_TASK DETAILS_
From the entries, copy each line that includes "GOODBYE".

[Saved data entries]
╔══

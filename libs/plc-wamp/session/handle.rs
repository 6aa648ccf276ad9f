use super::state::{AtomicSessionState, SessionState};
use crate::error::{ProtocolError, WampError};
use crate::protocol::{Dict, Payload, WampMessage};
use crate::registry::{Callable, Publishable};
use chrono::{DateTime, Utc};
use parking_lot::{Mutex, RwLock};
use std::collections::HashMap;
use std::sync::atomic::{AtomicU64, Ordering};
use std::sync::Arc;
use tokio::sync::mpsc;
use wampsockets::{ConnectionSender, WsMessage};

/// Requests from handles to the session task
#[derive(Debug, Clone, Copy, PartialEq, Eq)]
pub(crate) enum SessionCommand {
    /// Send GOODBYE and end the session
    Leave,
    /// Drop the connection without GOODBYE
    Disconnect,
}

pub(crate) struct RegisteredProcedure {
    pub procedure: String,
    pub target: Arc<dyn Callable>,
}

pub(crate) struct SubscribedTopic {
    pub topic: String,
    pub target: Arc<dyn Publishable>,
}

struct SessionInner {
    id: String,
    realm: String,
    state: AtomicSessionState,
    session_id: AtomicU64,
    joined_at: Mutex<Option<DateTime<Utc>>>,
    sender: ConnectionSender,
    next_request: AtomicU64,
    registrations: RwLock<HashMap<u64, RegisteredProcedure>>,
    subscriptions: RwLock<HashMap<u64, SubscribedTopic>>,
    commands: mpsc::UnboundedSender<SessionCommand>,
}

/// Cloneable handle to the live broker session
#[derive(Clone)]
pub struct SessionHandle {
    inner: Arc<SessionInner>,
}

impl SessionHandle {
    pub(crate) fn new(
        id: impl Into<String>,
        realm: impl Into<String>,
        sender: ConnectionSender,
        commands: mpsc::UnboundedSender<SessionCommand>,
    ) -> Self {
        Self {
            inner: Arc::new(SessionInner {
                id: id.into(),
                realm: realm.into(),
                state: AtomicSessionState::new(SessionState::Idle),
                session_id: AtomicU64::new(0),
                joined_at: Mutex::new(None),
                sender,
                next_request: AtomicU64::new(1),
                registrations: RwLock::new(HashMap::new()),
                subscriptions: RwLock::new(HashMap::new()),
                commands,
            }),
        }
    }

    /// Client identity (`ID` of the configuration)
    pub fn id(&self) -> &str {
        &self.inner.id
    }

    pub fn realm(&self) -> &str {
        &self.inner.realm
    }

    #[inline]
    pub fn state(&self) -> SessionState {
        self.inner.state.get()
    }

    /// Check whether the session is joined
    #[inline]
    pub fn is_attached(&self) -> bool {
        self.inner.state.is_joined()
    }

    /// Broker-assigned session id, once joined
    pub fn session_id(&self) -> Option<u64> {
        match self.inner.session_id.load(Ordering::Acquire) {
            0 => None,
            id => Some(id),
        }
    }

    pub fn joined_at(&self) -> Option<DateTime<Utc>> {
        *self.inner.joined_at.lock()
    }

    /// Publish `value` to `topic` verbatim
    pub fn publish(&self, topic: &str, value: impl Into<Payload>) -> Result<(), WampError> {
        if !self.is_attached() {
            return Err(ProtocolError::NotJoined.into());
        }
        let request = self.next_request_id();
        self.send(&WampMessage::Publish {
            request,
            options: Dict::new(),
            topic: topic.to_string(),
            payload: value.into(),
        })?;
        Ok(())
    }

    /// Publish to `"{ID}.{event}"`
    pub fn publish_with_own_id(
        &self,
        event: &str,
        value: impl Into<Payload>,
    ) -> Result<(), WampError> {
        self.publish(&format!("{}.{}", self.inner.id, event), value)
    }

    /// Ask the broker to end the session (GOODBYE)
    ///
    /// Returns immediately; the session task completes the leave.
    pub fn leave(&self) {
        let _ = self.inner.commands.send(SessionCommand::Leave);
    }

    /// Drop the connection without leaving; the transport reconnects
    pub fn disconnect(&self) {
        let _ = self.inner.commands.send(SessionCommand::Disconnect);
    }

    /// Qualified URIs of the procedures acknowledged by the broker
    pub fn registered_procedures(&self) -> Vec<String> {
        let mut procedures: Vec<_> = self
            .inner
            .registrations
            .read()
            .values()
            .map(|registered| registered.procedure.clone())
            .collect();
        procedures.sort();
        procedures
    }

    /// Topics acknowledged by the broker
    pub fn subscribed_topics(&self) -> Vec<String> {
        let mut topics: Vec<_> = self
            .inner
            .subscriptions
            .read()
            .values()
            .map(|subscribed| subscribed.topic.clone())
            .collect();
        topics.sort();
        topics
    }

    /// Check whether two handles refer to the same session
    pub fn ptr_eq(&self, other: &SessionHandle) -> bool {
        Arc::ptr_eq(&self.inner, &other.inner)
    }

    pub(crate) fn set_state(&self, state: SessionState) {
        self.inner.state.set(state);
    }

    pub(crate) fn mark_joined(&self, session_id: u64) {
        self.inner.session_id.store(session_id, Ordering::Release);
        *self.inner.joined_at.lock() = Some(Utc::now());
        self.inner.state.set(SessionState::Joined);
    }

    /// Enter `Left`, revoking every registration and subscription
    ///
    /// Returns the state the session was in.
    pub(crate) fn mark_left(&self) -> SessionState {
        let previous = self.inner.state.swap(SessionState::Left);
        self.inner.registrations.write().clear();
        self.inner.subscriptions.write().clear();
        previous
    }

    pub(crate) fn next_request_id(&self) -> u64 {
        self.inner.next_request.fetch_add(1, Ordering::Relaxed)
    }

    pub(crate) fn send(&self, message: &WampMessage) -> wampsockets::Result<()> {
        self.inner.sender.send(WsMessage::Text(message.encode()))
    }

    pub(crate) fn sender(&self) -> ConnectionSender {
        self.inner.sender.clone()
    }

    pub(crate) fn add_registration(&self, registration: u64, registered: RegisteredProcedure) {
        self.inner.registrations.write().insert(registration, registered);
    }

    pub(crate) fn add_subscription(&self, subscription: u64, subscribed: SubscribedTopic) {
        self.inner.subscriptions.write().insert(subscription, subscribed);
    }

    pub(crate) fn callable(&self, registration: u64) -> Option<Arc<dyn Callable>> {
        self.inner
            .registrations
            .read()
            .get(&registration)
            .map(|registered| Arc::clone(&registered.target))
    }

    pub(crate) fn publishable(&self, subscription: u64) -> Option<Arc<dyn Publishable>> {
        self.inner
            .subscriptions
            .read()
            .get(&subscription)
            .map(|subscribed| Arc::clone(&subscribed.target))
    }
}

impl std::fmt::Debug for SessionHandle {
    fn fmt(&self, f: &mut std::fmt::Formatter<'_>) -> std::fmt::Result {
        f.debug_struct("SessionHandle")
            .field("id", &self.inner.id)
            .field("realm", &self.inner.realm)
            .field("state", &self.state())
            .field("session_id", &self.session_id())
            .finish()
    }
}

╚══

_TASK SOLUTION_
    /// Send GOODBYE and end the session
    /// Drop the connection without GOODBYE
    /// Ask the broker to end the session (GOODBYE)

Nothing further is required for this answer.